* [Task details]: Set down, please, exactly the lines below that run from the line with "pub(crate) fn set_version(&mut" to the line with "pub fn is_traversable(&self, coord: GridCoord)", both lines included.

Exercise material below:

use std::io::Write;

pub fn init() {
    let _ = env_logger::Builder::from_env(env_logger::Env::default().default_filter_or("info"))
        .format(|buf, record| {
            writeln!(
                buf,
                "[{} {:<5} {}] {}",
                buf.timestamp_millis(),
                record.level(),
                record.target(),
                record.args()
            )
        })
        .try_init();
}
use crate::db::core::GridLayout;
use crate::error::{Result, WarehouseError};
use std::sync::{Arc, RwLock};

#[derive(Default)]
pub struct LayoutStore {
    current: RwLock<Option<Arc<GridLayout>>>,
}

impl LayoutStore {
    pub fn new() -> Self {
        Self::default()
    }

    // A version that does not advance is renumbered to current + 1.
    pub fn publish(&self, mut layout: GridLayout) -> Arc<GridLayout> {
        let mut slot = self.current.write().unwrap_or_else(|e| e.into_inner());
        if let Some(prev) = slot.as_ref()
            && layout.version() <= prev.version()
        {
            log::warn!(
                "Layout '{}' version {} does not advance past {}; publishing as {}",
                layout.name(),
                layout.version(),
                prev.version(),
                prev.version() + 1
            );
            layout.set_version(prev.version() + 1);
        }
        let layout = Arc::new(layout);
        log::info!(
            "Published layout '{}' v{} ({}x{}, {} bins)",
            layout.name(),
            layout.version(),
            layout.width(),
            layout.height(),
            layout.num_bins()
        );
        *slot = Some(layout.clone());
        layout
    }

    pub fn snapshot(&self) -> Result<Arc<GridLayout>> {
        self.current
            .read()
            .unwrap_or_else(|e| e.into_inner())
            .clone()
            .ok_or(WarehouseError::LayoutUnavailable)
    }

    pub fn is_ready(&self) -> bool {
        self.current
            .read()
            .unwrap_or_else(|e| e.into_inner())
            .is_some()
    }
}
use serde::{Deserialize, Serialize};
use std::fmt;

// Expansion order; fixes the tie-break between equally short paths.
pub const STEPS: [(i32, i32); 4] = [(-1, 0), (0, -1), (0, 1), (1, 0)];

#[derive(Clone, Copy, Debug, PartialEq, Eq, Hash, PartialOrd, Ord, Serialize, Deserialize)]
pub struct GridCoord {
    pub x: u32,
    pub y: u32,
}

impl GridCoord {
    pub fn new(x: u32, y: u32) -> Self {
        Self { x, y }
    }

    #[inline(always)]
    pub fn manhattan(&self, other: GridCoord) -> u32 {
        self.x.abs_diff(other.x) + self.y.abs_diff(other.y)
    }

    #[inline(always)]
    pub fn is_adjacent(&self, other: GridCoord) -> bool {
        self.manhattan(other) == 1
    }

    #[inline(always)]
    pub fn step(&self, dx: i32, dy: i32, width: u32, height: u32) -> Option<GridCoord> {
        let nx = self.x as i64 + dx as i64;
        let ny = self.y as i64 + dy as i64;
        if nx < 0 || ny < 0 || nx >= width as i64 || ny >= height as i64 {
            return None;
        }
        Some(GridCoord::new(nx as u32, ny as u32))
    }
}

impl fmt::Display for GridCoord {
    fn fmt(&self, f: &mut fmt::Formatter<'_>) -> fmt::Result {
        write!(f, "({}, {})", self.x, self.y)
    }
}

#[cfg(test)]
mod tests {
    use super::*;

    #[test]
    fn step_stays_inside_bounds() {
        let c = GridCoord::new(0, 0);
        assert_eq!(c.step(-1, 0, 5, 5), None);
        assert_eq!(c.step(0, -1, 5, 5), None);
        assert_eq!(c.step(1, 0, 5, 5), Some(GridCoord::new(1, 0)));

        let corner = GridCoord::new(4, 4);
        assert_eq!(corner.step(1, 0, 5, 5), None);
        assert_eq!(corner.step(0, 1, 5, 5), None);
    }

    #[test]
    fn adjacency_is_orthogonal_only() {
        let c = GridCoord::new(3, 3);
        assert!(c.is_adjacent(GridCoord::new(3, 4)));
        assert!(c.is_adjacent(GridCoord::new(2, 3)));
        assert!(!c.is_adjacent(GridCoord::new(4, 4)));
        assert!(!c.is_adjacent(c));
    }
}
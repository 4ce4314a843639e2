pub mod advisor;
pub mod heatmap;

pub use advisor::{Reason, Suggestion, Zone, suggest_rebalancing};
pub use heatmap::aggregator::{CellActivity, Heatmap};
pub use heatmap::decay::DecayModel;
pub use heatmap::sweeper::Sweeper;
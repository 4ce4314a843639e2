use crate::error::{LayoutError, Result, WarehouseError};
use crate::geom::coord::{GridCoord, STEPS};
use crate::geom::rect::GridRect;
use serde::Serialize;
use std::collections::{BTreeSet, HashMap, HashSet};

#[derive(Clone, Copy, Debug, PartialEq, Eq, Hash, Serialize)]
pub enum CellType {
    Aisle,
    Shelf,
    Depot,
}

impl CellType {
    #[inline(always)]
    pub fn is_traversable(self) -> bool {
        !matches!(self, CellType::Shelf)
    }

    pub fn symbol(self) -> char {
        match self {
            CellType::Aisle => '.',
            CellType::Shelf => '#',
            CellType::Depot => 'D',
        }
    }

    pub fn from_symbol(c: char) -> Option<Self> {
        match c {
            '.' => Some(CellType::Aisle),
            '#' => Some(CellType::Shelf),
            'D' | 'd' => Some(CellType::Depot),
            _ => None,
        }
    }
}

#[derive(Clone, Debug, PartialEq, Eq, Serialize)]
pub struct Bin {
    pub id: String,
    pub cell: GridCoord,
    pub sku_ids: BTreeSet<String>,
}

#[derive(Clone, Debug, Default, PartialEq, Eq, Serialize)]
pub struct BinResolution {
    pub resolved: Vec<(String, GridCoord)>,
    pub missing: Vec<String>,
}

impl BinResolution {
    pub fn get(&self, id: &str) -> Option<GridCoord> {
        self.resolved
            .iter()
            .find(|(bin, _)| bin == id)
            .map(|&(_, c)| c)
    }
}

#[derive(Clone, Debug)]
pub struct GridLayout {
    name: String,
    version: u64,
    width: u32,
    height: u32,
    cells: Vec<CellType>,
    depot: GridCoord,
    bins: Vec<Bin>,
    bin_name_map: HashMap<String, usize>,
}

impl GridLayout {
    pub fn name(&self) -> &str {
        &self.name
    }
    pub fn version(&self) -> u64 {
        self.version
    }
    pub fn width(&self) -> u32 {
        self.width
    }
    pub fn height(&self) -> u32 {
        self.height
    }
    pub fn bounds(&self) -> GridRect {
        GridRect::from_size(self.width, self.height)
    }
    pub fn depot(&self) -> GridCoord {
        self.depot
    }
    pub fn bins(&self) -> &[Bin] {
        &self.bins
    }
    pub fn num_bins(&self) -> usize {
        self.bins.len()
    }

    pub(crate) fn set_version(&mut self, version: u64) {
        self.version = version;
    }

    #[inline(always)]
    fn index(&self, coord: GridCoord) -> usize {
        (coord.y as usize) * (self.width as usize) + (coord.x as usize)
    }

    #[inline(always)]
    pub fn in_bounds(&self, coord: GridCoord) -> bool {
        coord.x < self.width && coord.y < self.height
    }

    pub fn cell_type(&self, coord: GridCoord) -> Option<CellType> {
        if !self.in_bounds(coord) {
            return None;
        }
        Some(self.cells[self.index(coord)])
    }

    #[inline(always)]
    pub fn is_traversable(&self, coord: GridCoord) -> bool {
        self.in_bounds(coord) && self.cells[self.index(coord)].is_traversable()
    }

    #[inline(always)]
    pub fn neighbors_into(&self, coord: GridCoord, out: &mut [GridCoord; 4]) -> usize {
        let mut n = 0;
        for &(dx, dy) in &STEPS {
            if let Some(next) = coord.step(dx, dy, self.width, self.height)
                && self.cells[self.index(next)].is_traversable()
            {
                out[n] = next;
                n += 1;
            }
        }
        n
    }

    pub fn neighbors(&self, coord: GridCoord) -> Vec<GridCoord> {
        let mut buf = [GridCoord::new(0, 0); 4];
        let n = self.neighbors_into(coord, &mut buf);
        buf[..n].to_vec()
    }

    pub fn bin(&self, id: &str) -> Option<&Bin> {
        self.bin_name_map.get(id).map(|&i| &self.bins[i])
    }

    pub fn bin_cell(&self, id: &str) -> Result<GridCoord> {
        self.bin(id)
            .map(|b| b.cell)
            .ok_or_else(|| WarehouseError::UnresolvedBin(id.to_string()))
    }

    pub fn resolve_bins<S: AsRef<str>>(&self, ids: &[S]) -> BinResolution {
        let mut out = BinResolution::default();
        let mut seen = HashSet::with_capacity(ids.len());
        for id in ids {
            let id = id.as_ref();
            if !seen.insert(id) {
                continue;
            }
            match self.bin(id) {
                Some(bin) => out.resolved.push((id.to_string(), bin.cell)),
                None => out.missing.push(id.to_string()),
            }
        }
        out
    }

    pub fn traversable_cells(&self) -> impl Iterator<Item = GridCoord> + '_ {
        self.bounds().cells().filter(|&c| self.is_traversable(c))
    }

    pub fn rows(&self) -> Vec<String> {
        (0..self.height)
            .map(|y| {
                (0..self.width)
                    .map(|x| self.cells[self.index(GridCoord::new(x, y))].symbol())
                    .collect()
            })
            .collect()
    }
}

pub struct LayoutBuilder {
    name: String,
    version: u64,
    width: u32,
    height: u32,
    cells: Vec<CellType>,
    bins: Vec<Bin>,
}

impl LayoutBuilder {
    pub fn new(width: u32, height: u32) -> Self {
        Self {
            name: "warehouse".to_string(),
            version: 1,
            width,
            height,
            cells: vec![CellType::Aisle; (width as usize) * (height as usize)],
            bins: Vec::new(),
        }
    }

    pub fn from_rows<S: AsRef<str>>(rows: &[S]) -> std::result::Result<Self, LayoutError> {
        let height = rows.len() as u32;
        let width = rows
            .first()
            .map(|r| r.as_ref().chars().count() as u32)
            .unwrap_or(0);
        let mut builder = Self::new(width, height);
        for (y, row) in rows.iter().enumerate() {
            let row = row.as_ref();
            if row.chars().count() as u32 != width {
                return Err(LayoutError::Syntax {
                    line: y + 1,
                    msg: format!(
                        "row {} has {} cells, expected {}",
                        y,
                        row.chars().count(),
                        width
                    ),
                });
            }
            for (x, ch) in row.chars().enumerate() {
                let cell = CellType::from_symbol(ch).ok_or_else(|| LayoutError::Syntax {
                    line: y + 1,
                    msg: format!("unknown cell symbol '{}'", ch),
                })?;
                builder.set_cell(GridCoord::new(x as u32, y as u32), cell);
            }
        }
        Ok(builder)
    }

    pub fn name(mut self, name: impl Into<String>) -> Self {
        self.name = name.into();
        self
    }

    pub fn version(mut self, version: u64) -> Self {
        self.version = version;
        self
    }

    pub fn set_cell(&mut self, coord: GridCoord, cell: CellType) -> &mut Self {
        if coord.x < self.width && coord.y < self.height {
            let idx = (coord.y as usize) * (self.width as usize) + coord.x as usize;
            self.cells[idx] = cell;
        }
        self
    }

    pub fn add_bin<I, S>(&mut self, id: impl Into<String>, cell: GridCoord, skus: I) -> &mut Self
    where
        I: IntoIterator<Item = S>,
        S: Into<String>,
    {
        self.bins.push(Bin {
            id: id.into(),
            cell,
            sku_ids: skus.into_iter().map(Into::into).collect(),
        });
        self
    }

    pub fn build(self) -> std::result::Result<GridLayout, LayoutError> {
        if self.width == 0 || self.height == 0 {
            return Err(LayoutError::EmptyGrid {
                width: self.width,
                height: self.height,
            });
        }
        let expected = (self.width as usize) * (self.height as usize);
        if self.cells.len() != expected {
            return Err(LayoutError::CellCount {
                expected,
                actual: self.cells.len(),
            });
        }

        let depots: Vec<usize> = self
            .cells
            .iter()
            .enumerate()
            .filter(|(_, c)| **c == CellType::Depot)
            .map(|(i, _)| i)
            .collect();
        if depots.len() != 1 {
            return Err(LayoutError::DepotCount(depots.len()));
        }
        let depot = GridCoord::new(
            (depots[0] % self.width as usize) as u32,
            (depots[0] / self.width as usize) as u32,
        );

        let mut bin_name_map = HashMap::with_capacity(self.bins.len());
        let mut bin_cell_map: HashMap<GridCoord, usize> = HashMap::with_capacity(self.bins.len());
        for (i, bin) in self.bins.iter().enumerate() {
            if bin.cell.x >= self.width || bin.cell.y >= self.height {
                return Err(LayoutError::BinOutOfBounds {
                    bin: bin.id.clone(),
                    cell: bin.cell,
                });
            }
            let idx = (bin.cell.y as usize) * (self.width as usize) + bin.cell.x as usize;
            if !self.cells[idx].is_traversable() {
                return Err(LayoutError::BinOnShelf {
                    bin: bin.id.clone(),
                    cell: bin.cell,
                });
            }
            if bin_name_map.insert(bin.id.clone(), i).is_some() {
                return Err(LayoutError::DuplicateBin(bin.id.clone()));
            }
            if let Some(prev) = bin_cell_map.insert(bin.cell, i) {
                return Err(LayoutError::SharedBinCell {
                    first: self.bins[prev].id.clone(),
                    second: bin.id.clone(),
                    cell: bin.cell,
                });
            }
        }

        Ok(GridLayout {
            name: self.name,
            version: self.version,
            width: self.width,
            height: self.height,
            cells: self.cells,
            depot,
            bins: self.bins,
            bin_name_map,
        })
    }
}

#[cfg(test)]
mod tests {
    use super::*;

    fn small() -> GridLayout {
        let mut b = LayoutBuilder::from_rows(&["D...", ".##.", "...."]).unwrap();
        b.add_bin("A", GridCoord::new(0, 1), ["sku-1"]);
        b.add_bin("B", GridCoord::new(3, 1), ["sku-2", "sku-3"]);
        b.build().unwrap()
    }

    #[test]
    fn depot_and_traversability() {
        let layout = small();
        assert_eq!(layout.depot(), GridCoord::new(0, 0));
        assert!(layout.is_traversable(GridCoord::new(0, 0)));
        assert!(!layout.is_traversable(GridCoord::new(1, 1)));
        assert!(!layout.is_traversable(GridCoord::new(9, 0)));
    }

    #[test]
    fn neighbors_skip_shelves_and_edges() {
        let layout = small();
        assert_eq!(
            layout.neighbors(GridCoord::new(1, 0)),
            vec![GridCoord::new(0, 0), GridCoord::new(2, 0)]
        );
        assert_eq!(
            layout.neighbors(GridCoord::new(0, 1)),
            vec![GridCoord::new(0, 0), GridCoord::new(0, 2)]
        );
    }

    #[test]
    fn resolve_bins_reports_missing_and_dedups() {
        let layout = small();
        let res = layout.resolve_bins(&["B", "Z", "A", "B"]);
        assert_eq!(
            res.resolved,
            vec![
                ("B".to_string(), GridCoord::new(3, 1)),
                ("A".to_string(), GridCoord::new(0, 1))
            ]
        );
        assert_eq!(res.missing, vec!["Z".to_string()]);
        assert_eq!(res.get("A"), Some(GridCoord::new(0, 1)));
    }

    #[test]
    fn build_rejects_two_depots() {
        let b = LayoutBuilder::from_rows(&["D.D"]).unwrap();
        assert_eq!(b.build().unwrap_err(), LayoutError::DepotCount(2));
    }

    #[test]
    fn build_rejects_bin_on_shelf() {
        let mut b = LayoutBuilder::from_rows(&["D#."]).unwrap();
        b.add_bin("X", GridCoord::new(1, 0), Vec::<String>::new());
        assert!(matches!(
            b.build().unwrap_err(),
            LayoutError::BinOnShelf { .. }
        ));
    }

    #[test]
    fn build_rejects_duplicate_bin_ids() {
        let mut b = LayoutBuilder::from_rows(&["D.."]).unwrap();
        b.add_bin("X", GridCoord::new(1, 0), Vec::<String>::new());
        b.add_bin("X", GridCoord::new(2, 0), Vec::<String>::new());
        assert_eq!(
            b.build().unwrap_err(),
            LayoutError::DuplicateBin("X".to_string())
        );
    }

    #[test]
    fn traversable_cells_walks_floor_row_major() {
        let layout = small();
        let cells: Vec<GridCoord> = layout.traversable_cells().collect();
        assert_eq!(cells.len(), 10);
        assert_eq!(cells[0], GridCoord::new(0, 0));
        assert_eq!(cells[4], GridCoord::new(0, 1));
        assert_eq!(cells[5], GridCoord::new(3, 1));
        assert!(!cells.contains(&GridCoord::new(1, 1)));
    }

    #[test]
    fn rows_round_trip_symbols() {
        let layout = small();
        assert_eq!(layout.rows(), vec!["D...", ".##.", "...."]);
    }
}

End of Exercise material.

* [Your response]:
    pub(crate) fn set_version(&mut self, version: u64) {
        self.version = version;
    }

    #[inline(always)]
    fn index(&self, coord: GridCoord) -> usize {
        (coord.y as usize) * (self.width as usize) + (coord.x as usize)
    }

    #[inline(always)]
    pub fn in_bounds(&self, coord: GridCoord) -> bool {
        coord.x < self.width && coord.y < self.height
    }

    pub fn cell_type(&self, coord: GridCoord) -> Option<CellType> {
        if !self.in_bounds(coord) {
            return None;
        }
        Some(self.cells[self.index(coord)])
    }

    #[inline(always)]
    pub fn is_traversable(&self, coord: GridCoord) -> bool {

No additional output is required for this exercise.